Come devono cambiare le università per offrire ai propri studenti percorsi di avanguardia? Il corso di laurea in Ingegneria gestionale dell’Università di Pisa ha aperto un cantiere di riforma didattica, progettando nuovi curricula a orientamento digitale, e oggi mercoledì 15 maggio alla Scuola di Ingegneria (Largo Lucio Lazzarino, Pisa) ha invitato una serie di esperti, provenienti dalle imprese e dal mondo della consulenza, a portare la propria esperienza. Il workshop si aprirà con i saluti di Alberto Landi, presidente della Scuola di Ingegneria, e di Andrea Bonaccorsi, presidente del corso di laurea in Ingegneria gestionale. A seguire prenderanno la parola esperti e manager delle grandi imprese (Fabio Perini e Nuovo Pignone), di una piccola impresa innovativa (Favia), della Federazione dei manager e di società nazionali e internazionali di consulenza e progettazione.
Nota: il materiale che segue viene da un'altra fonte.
//! Environment configuration, read once at startup.

use std::env;
use std::path::PathBuf;
use std::time::Duration;

use backend_cli::{CLI_BACKEND_ID, DEFAULT_CLI_PROGRAM};
use backend_mock::MOCK_BACKEND_ID;
use chatgate::InactivityPolicy;
use history_store::default_config_root;
use thiserror::Error;

pub const BACKEND_ENV_VAR: &str = "CHATGATE_BACKEND";
pub const CLI_PATH_ENV_VAR: &str = "CHATGATE_CLI_PATH";
pub const CONFIG_DIR_ENV_VAR: &str = "CHATGATE_CONFIG_DIR";
pub const MODEL_ENV_VAR: &str = "CHATGATE_MODEL";
pub const IDLE_WARN_ENV_VAR: &str = "CHATGATE_IDLE_WARN_SECS";
pub const IDLE_EXPIRE_ENV_VAR: &str = "CHATGATE_IDLE_EXPIRE_SECS";

#[derive(Debug, Clone, PartialEq, Eq, Error)]
pub enum ConfigError {
    #[error("Unsupported backend '{0}'. Available backends: {CLI_BACKEND_ID}, {MOCK_BACKEND_ID}")]
    UnknownBackend(String),
    #[error("{key} must be a positive number of seconds, got '{value}'")]
    InvalidSeconds { key: &'static str, value: String },
    #[error("inactivity warning ({warn_secs}s) must come before expiry ({expire_secs}s)")]
    WarnAfterExpiry { warn_secs: u64, expire_secs: u64 },
    #[error("no config directory available; set {CONFIG_DIR_ENV_VAR}")]
    NoConfigDir,
}

#[derive(Debug, Clone, Copy, PartialEq, Eq)]
pub enum BackendKind {
    Cli,
    Mock,
}

impl BackendKind {
    pub fn parse(value: &str) -> Result<Self, ConfigError> {
        match value {
            CLI_BACKEND_ID => Ok(Self::Cli),
            MOCK_BACKEND_ID => Ok(Self::Mock),
            unknown => Err(ConfigError::UnknownBackend(unknown.to_string())),
        }
    }
}

#[derive(Debug, Clone, PartialEq, Eq)]
pub struct EnvConfig {
    pub backend: BackendKind,
    pub cli_path: PathBuf,
    pub config_root: PathBuf,
    pub model: Option<String>,
    pub inactivity: InactivityPolicy,
}

impl EnvConfig {
    pub fn from_env() -> Result<Self, ConfigError> {
        let backend = match env_string_opt(BACKEND_ENV_VAR) {
            Some(value) => BackendKind::parse(&value)?,
            None => BackendKind::Cli,
        };

        let config_root = match env_string_opt(CONFIG_DIR_ENV_VAR) {
            Some(dir) => PathBuf::from(dir),
            None => default_config_root().map_err(|_| ConfigError::NoConfigDir)?,
        };

        let defaults = InactivityPolicy::default();
        let warn_after = env_seconds(IDLE_WARN_ENV_VAR)?.unwrap_or(defaults.warn_after);
        let expire_after = env_seconds(IDLE_EXPIRE_ENV_VAR)?.unwrap_or(defaults.expire_after);
        if warn_after >= expire_after {
            return Err(ConfigError::WarnAfterExpiry {
                warn_secs: warn_after.as_secs(),
                expire_secs: expire_after.as_secs(),
            });
        }

        Ok(Self {
            backend,
            cli_path: env_string_opt(CLI_PATH_ENV_VAR)
                .map_or_else(|| PathBuf::from(DEFAULT_CLI_PROGRAM), PathBuf::from),
            config_root,
            model: env_string_opt(MODEL_ENV_VAR),
            inactivity: InactivityPolicy {
                warn_after,
                expire_after,
            },
        })
    }
}

fn env_string_opt(key: &str) -> Option<String> {
    env::var(key)
        .ok()
        .map(|value| value.trim().to_string())
        .filter(|value| !value.is_empty())
}

fn env_seconds(key: &'static str) -> Result<Option<Duration>, ConfigError> {
    let Some(value) = env_string_opt(key) else {
        return Ok(None);
    };

    match value.parse::<u64>() {
        Ok(secs) if secs > 0 => Ok(Some(Duration::from_secs(secs))),
        _ => Err(ConfigError::InvalidSeconds { key, value }),
    }
}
Il workshop vuole aprire un confronto permanente con i soggetti che si trovano alla frontiera delle sfide poste dalla trasformazione digitale, per capire in profondità quali nuove competenze devono avere i laureati del futuro. Infatti, tutte le analisi recenti, dal World Economic Forum alla Commissione Europea, concordano sul fatto che nel prossimo futuro vi sarà un fabbisogno di profili professionali nuovi nei sistemi produttivi dei paesi avanzati. Servirà una combinazione tra competenze ingegneristiche tradizionali e le nuove discipline digitali nate dalla rivoluzione dei Big Data e della Data science. Servirà anche ibridare queste competenze tecnico-scientifiche con competenze trasversali di problem solving, lavoro di gruppo, creatività.